··· Source records ···
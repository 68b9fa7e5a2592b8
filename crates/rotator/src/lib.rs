//! Video Rotator
//!
//! Batch engine that rotates video files by driving ffmpeg as a child
//! process: output path resolution, bounded concurrent scheduling, hardware
//! acceleration with software fallback, and prompt cancellation of running
//! encoders.

pub mod batch;
pub mod concurrency;
pub mod encode;
pub mod job;
pub mod params;
pub mod registry;
pub mod report;
pub mod resolve;
pub mod scan;
pub mod scheduler;
pub mod startup;

#[cfg(test)]
pub(crate) mod testing;

pub use video_rotator_config as config;
pub use video_rotator_config::{
    Acceleration, Config, ExistingOutput, LogFormat, OutputPolicy, Rotation,
};

pub use batch::{BatchOutcome, BatchReport, BatchRun, JobFailure};
pub use concurrency::{clamp_concurrency, derive_concurrency};
pub use encode::{
    build_ffmpeg_command, rotation_filter, EncodeError, EncodeRequest, Encoder, RuntimeFailure,
};
pub use job::{Job, JobError, JobState};
pub use params::BatchParams;
pub use registry::{ProcessHandle, ProcessRegistry, Registration, TerminationSummary};
pub use report::{
    ChannelReporter, FnReporter, NullReporter, ProgressEvent, ProgressReporter, TimeRemaining,
};
pub use resolve::{resolve, OutputLayout, ResolveError};
pub use scan::{collect_inputs, is_video_file};
pub use scheduler::{gather_inputs, BatchScheduler, SchedulerError};
pub use startup::{
    available_encoders, check_encoder_available, locate_encoder, parse_encoder_list,
    parse_ffmpeg_version, StartupError,
};
//! Concurrency planning for batch rotation
//!
//! Turns the configured job count into the worker pool size, deriving it from
//! the CPU core count when the configuration asks for it.

use crate::config::MAX_CONCURRENCY;

/// Smallest pool the scheduler will run with
pub const MIN_CONCURRENCY: u32 = 1;

/// Clamp a requested worker count to the supported range [1, 16]
pub fn clamp_concurrency(requested: u32) -> usize {
    requested.clamp(MIN_CONCURRENCY, MAX_CONCURRENCY) as usize
}

/// Resolve the configured job count into a pool size
///
/// - `0` derives the pool from the core count: one encoder per four cores,
///   since every ffmpeg instance is itself multi-threaded
/// - any other value is used as given, clamped to [1, 16]
pub fn derive_concurrency(configured: u32) -> usize {
    derive_concurrency_for_cores(configured, num_cpus::get() as u32)
}

fn derive_concurrency_for_cores(configured: u32, cores: u32) -> usize {
    if configured > 0 {
        clamp_concurrency(configured)
    } else {
        clamp_concurrency(cores / 4)
    }
}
···
(Work to be completed) Only lines containing the string "with" are needed. Pull each of them out of the records above.

(Problem solution)
//! acceleration with software fallback, and prompt cancellation of running
/// Smallest pool the scheduler will run with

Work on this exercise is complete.